### What you will do
Copy exactly the line containing "let capability: Arc<dyn" and all lines after it, through the last line of the material below; omit everything before it.

BEGIN

use std::sync::Arc;
use std::time::Duration;

use agents::{ClassificationCapability, DomainClassifier, KeywordCapability};
use anyhow::{Context, Result};
use ledger::{FileBackedStorage, Ledger, Storage};
use tokio::sync::{RwLock, Semaphore};
use tokio_util::sync::CancellationToken;
use tracing::info;

use crate::config::AppConfig;
use crate::provider::LlmDomainCapability;
use crate::provider_lmstudio::LmStudioProvider;

pub type SharedLedger = Arc<RwLock<Ledger<Box<dyn Storage>>>>;
pub type SharedState = Arc<AppState>;

/// Knobs the pipeline reads at run time.
#[derive(Clone, Debug)]
pub struct PipelineSettings {
    pub classify_timeout: Duration,
    pub persist_retries: u32,
    pub persist_backoff: Duration,
    pub max_concurrent_runs: usize,
    pub max_kpis: usize,
}

impl Default for PipelineSettings {
    fn default() -> Self {
        Self {
            classify_timeout: Duration::from_secs(30),
            persist_retries: 3,
            persist_backoff: Duration::from_millis(50),
            max_concurrent_runs: 2,
            max_kpis: agents::kpi::DEFAULT_MAX_KPIS,
        }
    }
}

pub struct AppState {
    pub ledger: SharedLedger,
    pub classifier: DomainClassifier,
    pub settings: PipelineSettings,
    /// Bounds how many runs execute at once.
    pub permits: Arc<Semaphore>,
    pub shutdown: CancellationToken,
}

impl AppState {
    pub fn new(
        storage: Box<dyn Storage>,
        capability: Arc<dyn ClassificationCapability>,
        settings: PipelineSettings,
    ) -> Result<SharedState> {
        let ledger = Ledger::open(storage).context("Failed to open ledger")?;
        let classifier = DomainClassifier::new(capability, settings.classify_timeout);
        info!(
            capability = classifier.capability_name(),
            timeout_ms = settings.classify_timeout.as_millis() as u64,
            "domain classifier ready"
        );
        let permits = Arc::new(Semaphore::new(settings.max_concurrent_runs));
        Ok(Arc::new(Self {
            ledger: Arc::new(RwLock::new(ledger)),
            classifier,
            settings,
            permits,
            shutdown: CancellationToken::new(),
        }))
    }

    pub fn from_config(cfg: &AppConfig) -> Result<SharedState> {
        let storage = FileBackedStorage::new(&cfg.ledger_path)
            .with_context(|| format!("Failed to init storage at {}", cfg.ledger_path.display()))?;

        let capability: Arc<dyn ClassificationCapability> = match &cfg.llm_base_url {
            Some(url) => {
                info!(base_url=%url, model=%cfg.llm_model, "domain classification via LLM");
                let provider = LmStudioProvider::new(url.clone(), cfg.llm_model.clone());
                Arc::new(LlmDomainCapability::new(provider))
            }
            None => {
                info!("LLM_BASE_URL not set, domain classification via keywords");
                Arc::new(KeywordCapability)
            }
        };

        Self::new(Box::new(storage), capability, cfg.settings())
    }
}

END

### Answer box
        let capability: Arc<dyn ClassificationCapability> = match &cfg.llm_base_url {
            Some(url) => {
                info!(base_url=%url, model=%cfg.llm_model, "domain classification via LLM");
                let provider = LmStudioProvider::new(url.clone(), cfg.llm_model.clone());
                Arc::new(LlmDomainCapability::new(provider))
            }
            None => {
                info!("LLM_BASE_URL not set, domain classification via keywords");
                Arc::new(KeywordCapability)
            }
        };

        Self::new(Box::new(storage), capability, cfg.settings())
    }
}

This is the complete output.